From the first line to the last, return the data exactly as it stands.

=-=-=

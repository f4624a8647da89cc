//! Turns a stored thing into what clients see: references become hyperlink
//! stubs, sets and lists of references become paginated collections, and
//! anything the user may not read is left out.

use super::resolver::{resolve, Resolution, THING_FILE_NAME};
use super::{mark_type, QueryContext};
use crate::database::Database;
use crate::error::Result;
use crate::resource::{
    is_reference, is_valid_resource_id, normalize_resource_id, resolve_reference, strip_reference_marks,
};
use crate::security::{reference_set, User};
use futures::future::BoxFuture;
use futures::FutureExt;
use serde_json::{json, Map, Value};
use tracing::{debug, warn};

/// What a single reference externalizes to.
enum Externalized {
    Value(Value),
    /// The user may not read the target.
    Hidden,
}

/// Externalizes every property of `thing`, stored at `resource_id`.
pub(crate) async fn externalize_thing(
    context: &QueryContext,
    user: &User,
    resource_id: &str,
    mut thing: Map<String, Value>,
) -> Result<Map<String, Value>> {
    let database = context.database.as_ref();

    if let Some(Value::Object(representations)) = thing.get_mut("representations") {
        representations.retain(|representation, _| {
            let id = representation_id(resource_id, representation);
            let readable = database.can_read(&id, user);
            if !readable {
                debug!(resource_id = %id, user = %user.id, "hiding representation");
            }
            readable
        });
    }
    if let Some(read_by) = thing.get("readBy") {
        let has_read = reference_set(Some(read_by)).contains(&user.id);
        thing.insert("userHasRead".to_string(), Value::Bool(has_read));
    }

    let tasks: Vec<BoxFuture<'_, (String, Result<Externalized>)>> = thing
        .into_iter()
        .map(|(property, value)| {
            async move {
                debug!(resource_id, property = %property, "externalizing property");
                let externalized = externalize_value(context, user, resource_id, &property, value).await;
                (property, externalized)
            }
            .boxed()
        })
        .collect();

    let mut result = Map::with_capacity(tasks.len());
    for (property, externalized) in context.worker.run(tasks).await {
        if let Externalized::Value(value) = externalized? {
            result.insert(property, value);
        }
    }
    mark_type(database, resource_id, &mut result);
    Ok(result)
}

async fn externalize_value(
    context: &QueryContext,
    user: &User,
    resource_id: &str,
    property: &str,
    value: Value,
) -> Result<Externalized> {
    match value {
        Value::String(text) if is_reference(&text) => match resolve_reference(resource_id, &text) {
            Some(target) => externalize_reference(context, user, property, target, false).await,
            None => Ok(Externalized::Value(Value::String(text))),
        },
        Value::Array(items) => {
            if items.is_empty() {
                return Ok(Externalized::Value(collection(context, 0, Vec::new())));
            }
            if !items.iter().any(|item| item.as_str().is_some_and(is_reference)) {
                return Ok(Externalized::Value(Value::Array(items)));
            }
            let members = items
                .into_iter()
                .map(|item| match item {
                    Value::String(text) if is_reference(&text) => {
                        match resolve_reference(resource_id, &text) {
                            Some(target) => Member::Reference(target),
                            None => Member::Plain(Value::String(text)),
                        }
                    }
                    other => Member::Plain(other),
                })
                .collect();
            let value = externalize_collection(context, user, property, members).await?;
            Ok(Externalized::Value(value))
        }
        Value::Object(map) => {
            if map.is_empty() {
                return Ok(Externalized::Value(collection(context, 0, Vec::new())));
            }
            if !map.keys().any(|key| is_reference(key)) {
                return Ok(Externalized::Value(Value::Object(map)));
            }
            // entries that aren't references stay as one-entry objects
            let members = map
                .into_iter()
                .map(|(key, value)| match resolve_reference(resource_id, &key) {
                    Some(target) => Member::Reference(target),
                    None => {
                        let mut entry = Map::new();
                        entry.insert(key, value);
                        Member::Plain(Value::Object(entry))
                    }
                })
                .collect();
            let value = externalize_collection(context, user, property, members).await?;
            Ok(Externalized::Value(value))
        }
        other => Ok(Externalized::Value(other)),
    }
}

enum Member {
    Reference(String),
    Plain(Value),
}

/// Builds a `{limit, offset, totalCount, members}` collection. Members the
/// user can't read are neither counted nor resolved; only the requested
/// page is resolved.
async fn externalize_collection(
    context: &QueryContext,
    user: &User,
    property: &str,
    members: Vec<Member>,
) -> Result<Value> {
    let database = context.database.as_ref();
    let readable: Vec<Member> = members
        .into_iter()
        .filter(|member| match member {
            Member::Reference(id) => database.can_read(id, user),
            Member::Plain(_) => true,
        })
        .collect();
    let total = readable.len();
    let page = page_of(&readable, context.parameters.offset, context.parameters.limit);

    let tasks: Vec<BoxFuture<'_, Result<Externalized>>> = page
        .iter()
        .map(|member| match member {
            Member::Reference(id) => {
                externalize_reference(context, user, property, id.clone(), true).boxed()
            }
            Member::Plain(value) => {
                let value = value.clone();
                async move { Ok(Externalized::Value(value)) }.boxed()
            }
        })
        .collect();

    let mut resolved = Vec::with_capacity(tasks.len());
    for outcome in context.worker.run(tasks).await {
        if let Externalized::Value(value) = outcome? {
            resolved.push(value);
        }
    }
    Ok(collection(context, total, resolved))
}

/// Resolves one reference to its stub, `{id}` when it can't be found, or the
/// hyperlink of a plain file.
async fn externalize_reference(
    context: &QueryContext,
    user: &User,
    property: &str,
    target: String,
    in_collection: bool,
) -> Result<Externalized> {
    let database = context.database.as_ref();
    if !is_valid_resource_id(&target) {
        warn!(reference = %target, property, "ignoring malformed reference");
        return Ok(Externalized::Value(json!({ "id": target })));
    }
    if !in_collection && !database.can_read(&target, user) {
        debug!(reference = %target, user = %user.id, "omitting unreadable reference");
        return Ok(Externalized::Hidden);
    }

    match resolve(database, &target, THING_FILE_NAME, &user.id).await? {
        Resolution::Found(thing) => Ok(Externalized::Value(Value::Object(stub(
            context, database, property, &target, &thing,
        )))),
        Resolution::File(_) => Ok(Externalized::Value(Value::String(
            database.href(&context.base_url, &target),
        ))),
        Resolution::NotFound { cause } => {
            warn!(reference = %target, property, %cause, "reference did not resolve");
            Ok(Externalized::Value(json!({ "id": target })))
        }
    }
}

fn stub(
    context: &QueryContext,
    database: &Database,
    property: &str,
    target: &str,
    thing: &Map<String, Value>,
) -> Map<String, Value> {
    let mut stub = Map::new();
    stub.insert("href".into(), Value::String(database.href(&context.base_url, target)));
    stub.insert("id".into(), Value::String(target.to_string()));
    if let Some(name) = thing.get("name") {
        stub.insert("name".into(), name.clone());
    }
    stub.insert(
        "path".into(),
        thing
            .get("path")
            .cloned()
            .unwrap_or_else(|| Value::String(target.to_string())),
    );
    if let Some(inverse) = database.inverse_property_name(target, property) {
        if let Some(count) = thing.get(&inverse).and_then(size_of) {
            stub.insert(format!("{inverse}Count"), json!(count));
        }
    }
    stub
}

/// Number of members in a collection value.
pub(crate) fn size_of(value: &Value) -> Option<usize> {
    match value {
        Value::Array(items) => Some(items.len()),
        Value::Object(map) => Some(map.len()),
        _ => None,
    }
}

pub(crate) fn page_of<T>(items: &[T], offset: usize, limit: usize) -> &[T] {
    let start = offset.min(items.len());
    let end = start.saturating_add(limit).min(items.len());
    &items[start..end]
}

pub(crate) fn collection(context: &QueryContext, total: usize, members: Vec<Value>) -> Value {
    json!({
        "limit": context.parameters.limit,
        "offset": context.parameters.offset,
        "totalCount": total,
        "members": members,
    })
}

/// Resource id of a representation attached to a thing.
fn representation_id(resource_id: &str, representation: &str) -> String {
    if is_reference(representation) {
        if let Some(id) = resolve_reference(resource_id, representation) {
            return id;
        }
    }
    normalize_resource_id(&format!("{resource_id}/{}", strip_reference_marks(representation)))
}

=-=-=

* **EXERCISE OUTPUT**:
repository f4624a8647da89cc
//! Turns a stored thing into what clients see: references become hyperlink
//! stubs, sets and lists of references become paginated collections, and
//! anything the user may not read is left out.

use super::resolver::{resolve, Resolution, THING_FILE_NAME};
use super::{mark_type, QueryContext};
use crate::database::Database;
use crate::error::Result;
use crate::resource::{
    is_reference, is_valid_resource_id, normalize_resource_id, resolve_reference, strip_reference_marks,
};
use crate::security::{reference_set, User};
use futures::future::BoxFuture;
use futures::FutureExt;
use serde_json::{json, Map, Value};
use tracing::{debug, warn};

/// What a single reference externalizes to.
enum Externalized {
    Value(Value),
    /// The user may not read the target.
    Hidden,
}

/// Externalizes every property of `thing`, stored at `resource_id`.
pub(crate) async fn externalize_thing(
    context: &QueryContext,
    user: &User,
    resource_id: &str,
    mut thing: Map<String, Value>,
) -> Result<Map<String, Value>> {
    let database = context.database.as_ref();

    if let Some(Value::Object(representations)) = thing.get_mut("representations") {
        representations.retain(|representation, _| {
            let id = representation_id(resource_id, representation);
            let readable = database.can_read(&id, user);
            if !readable {
                debug!(resource_id = %id, user = %user.id, "hiding representation");
            }
            readable
        });
    }
    if let Some(read_by) = thing.get("readBy") {
        let has_read = reference_set(Some(read_by)).contains(&user.id);
        thing.insert("userHasRead".to_string(), Value::Bool(has_read));
    }

    let tasks: Vec<BoxFuture<'_, (String, Result<Externalized>)>> = thing
        .into_iter()
        .map(|(property, value)| {
            async move {
                debug!(resource_id, property = %property, "externalizing property");
                let externalized = externalize_value(context, user, resource_id, &property, value).await;
                (property, externalized)
            }
            .boxed()
        })
        .collect();

    let mut result = Map::with_capacity(tasks.len());
    for (property, externalized) in context.worker.run(tasks).await {
        if let Externalized::Value(value) = externalized? {
            result.insert(property, value);
        }
    }
    mark_type(database, resource_id, &mut result);
    Ok(result)
}

async fn externalize_value(
    context: &QueryContext,
    user: &User,
    resource_id: &str,
    property: &str,
    value: Value,
) -> Result<Externalized> {
    match value {
        Value::String(text) if is_reference(&text) => match resolve_reference(resource_id, &text) {
            Some(target) => externalize_reference(context, user, property, target, false).await,
            None => Ok(Externalized::Value(Value::String(text))),
        },
        Value::Array(items) => {
            if items.is_empty() {
                return Ok(Externalized::Value(collection(context, 0, Vec::new())));
            }
            if !items.iter().any(|item| item.as_str().is_some_and(is_reference)) {
                return Ok(Externalized::Value(Value::Array(items)));
            }
            let members = items
                .into_iter()
                .map(|item| match item {
                    Value::String(text) if is_reference(&text) => {
                        match resolve_reference(resource_id, &text) {
                            Some(target) => Member::Reference(target),
                            None => Member::Plain(Value::String(text)),
                        }
                    }
                    other => Member::Plain(other),
                })
                .collect();
            let value = externalize_collection(context, user, property, members).await?;
            Ok(Externalized::Value(value))
        }
        Value::Object(map) => {
            if map.is_empty() {
                return Ok(Externalized::Value(collection(context, 0, Vec::new())));
            }
            if !map.keys().any(|key| is_reference(key)) {
                return Ok(Externalized::Value(Value::Object(map)));
            }
            // entries that aren't references stay as one-entry objects
            let members = map
                .into_iter()
                .map(|(key, value)| match resolve_reference(resource_id, &key) {
                    Some(target) => Member::Reference(target),
                    None => {
                        let mut entry = Map::new();
                        entry.insert(key, value);
                        Member::Plain(Value::Object(entry))
                    }
                })
                .collect();
            let value = externalize_collection(context, user, property, members).await?;
            Ok(Externalized::Value(value))
        }
        other => Ok(Externalized::Value(other)),
    }
}

enum Member {
    Reference(String),
    Plain(Value),
}

/// Builds a `{limit, offset, totalCount, members}` collection. Members the
/// user can't read are neither counted nor resolved; only the requested
/// page is resolved.
async fn externalize_collection(
    context: &QueryContext,
    user: &User,
    property: &str,
    members: Vec<Member>,
) -> Result<Value> {
    let database = context.database.as_ref();
    let readable: Vec<Member> = members
        .into_iter()
        .filter(|member| match member {
            Member::Reference(id) => database.can_read(id, user),
            Member::Plain(_) => true,
        })
        .collect();
    let total = readable.len();
    let page = page_of(&readable, context.parameters.offset, context.parameters.limit);

    let tasks: Vec<BoxFuture<'_, Result<Externalized>>> = page
        .iter()
        .map(|member| match member {
            Member::Reference(id) => {
                externalize_reference(context, user, property, id.clone(), true).boxed()
            }
            Member::Plain(value) => {
                let value = value.clone();
                async move { Ok(Externalized::Value(value)) }.boxed()
            }
        })
        .collect();

    let mut resolved = Vec::with_capacity(tasks.len());
    for outcome in context.worker.run(tasks).await {
        if let Externalized::Value(value) = outcome? {
            resolved.push(value);
        }
    }
    Ok(collection(context, total, resolved))
}

/// Resolves one reference to its stub, `{id}` when it can't be found, or the
/// hyperlink of a plain file.
async fn externalize_reference(
    context: &QueryContext,
    user: &User,
    property: &str,
    target: String,
    in_collection: bool,
) -> Result<Externalized> {
    let database = context.database.as_ref();
    if !is_valid_resource_id(&target) {
        warn!(reference = %target, property, "ignoring malformed reference");
        return Ok(Externalized::Value(json!({ "id": target })));
    }
    if !in_collection && !database.can_read(&target, user) {
        debug!(reference = %target, user = %user.id, "omitting unreadable reference");
        return Ok(Externalized::Hidden);
    }

    match resolve(database, &target, THING_FILE_NAME, &user.id).await? {
        Resolution::Found(thing) => Ok(Externalized::Value(Value::Object(stub(
            context, database, property, &target, &thing,
        )))),
        Resolution::File(_) => Ok(Externalized::Value(Value::String(
            database.href(&context.base_url, &target),
        ))),
        Resolution::NotFound { cause } => {
            warn!(reference = %target, property, %cause, "reference did not resolve");
            Ok(Externalized::Value(json!({ "id": target })))
        }
    }
}

fn stub(
    context: &QueryContext,
    database: &Database,
    property: &str,
    target: &str,
    thing: &Map<String, Value>,
) -> Map<String, Value> {
    let mut stub = Map::new();
    stub.insert("href".into(), Value::String(database.href(&context.base_url, target)));
    stub.insert("id".into(), Value::String(target.to_string()));
    if let Some(name) = thing.get("name") {
        stub.insert("name".into(), name.clone());
    }
    stub.insert(
        "path".into(),
        thing
            .get("path")
            .cloned()
            .unwrap_or_else(|| Value::String(target.to_string())),
    );
    if let Some(inverse) = database.inverse_property_name(target, property) {
        if let Some(count) = thing.get(&inverse).and_then(size_of) {
            stub.insert(format!("{inverse}Count"), json!(count));
        }
    }
    stub
}

/// Number of members in a collection value.
pub(crate) fn size_of(value: &Value) -> Option<usize> {
    match value {
        Value::Array(items) => Some(items.len()),
        Value::Object(map) => Some(map.len()),
        _ => None,
    }
}

pub(crate) fn page_of<T>(items: &[T], offset: usize, limit: usize) -> &[T] {
    let start = offset.min(items.len());
    let end = start.saturating_add(limit).min(items.len());
    &items[start..end]
}

pub(crate) fn collection(context: &QueryContext, total: usize, members: Vec<Value>) -> Value {
    json!({
        "limit": context.parameters.limit,
        "offset": context.parameters.offset,
        "totalCount": total,
        "members": members,
    })
}

/// Resource id of a representation attached to a thing.
fn representation_id(resource_id: &str, representation: &str) -> String {
    if is_reference(representation) {
        if let Some(id) = resolve_reference(resource_id, representation) {
            return id;
        }
    }
    normalize_resource_id(&format!("{resource_id}/{}", strip_reference_marks(representation)))
}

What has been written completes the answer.